The methodology for predicting cardiovascular disease was done by using following four algorithms and the results are compared.Fig.1 describes the architecture diagram for predicting cardio vascular disease.

1. Random Forest 2. Logistic Regression 3. Naive Bayes algorithm 4. Support Vector Machines

Figure 1: Methodology to predict heart disease

A. Random Forest Algorithm

The Random Forest Algorithm is understood as a forest comprised of trees. Firstly, it creates call trees on every which way chosen knowledge samples from the dataset. It then gets the prediction from each tree and selects the most effective resolution through means voting. It is an enhancement from decision trees [3]. Some of its applications are image classification, recommendation engines and feature selection. This algorithmic rule is considered as an extremely correct and strong methodology as a result of the number of trees collaborating within the method. One amongst its many advantages is that it does not suffer from the over fitting problem. Finally, it takes the average of all the predictions from every tree, which cancels out the biases.

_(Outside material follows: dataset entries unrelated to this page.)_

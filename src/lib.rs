//! Collatz tree generator and renderer.
//!
//! Every starting integer in `2..n` is followed through the 3x+1 rule. Each step becomes a unit
//! segment whose heading bends by `-theta` on even values and `+theta` on odd ones, which grows
//! the familiar branching "Collatz tree".
//!
//! - [`SequenceTreeBuilder`] yields the segments of the tree one lockstep iteration at a time.
//! - [`plot_limits`] runs the same iteration without drawing to fix the camera frame.
//! - [`TreeSession`] rasterizes a run with `vello_cpu` and streams frames into a [`FrameSink`]
//!   (for example [`FfmpegSink`] for MP4 output).
#![forbid(unsafe_code)]
#![deny(missing_docs)]

mod foundation;

/// Run configuration (TOML + overrides).
pub mod config;
/// Frame sinks.
pub mod encode;
/// Angle expression evaluation.
pub mod expression;
/// CPU rendering.
pub mod render;
/// Run orchestration.
pub mod session;
/// Sequence-to-geometry mapping.
pub mod tree;

pub use crate::foundation::core::{Canvas, Fps, FrameIndex, Point, Rect, Rgba8Premul};
pub use crate::foundation::error::{CollatzError, CollatzResult};

pub use crate::config::{AngleSpec, Color, OutputPlan, ResolvedRun, RunConfig};
pub use crate::encode::{
    FfmpegSink, FfmpegSinkOpts, FrameSink, InMemorySink, PngSequenceSink, SinkConfig,
};
pub use crate::expression::{ExprError, eval_angle};
pub use crate::render::{FrameRGBA, TreeRasterizer, TreeStyle, Viewport};
pub use crate::session::{RunStats, SessionOutput, TreeSession, TreeSessionOpts};
pub use crate::tree::{
    Interval, Iteration, PlotLimits, Segment, SequenceTreeBuilder, TrackedSequence, TreeExtent,
    TreeParams, collatz_step, measure, next_generation, plot_limits, stopping_time,
};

1. Dataset collection and pre-processing

The dataset which was used for analysis are “Framingham” obtained from Kaggle. Heart disease dataset with 14 features is obtained from UCI Machine Learning Repository [19]. Data is cleaned by replacing all the non-available values with the median of values in that column. Categorical data are assigned with numerical values.

2. Implementation

The implementation of random forest works as follows:

a. Load the heart disease dataset.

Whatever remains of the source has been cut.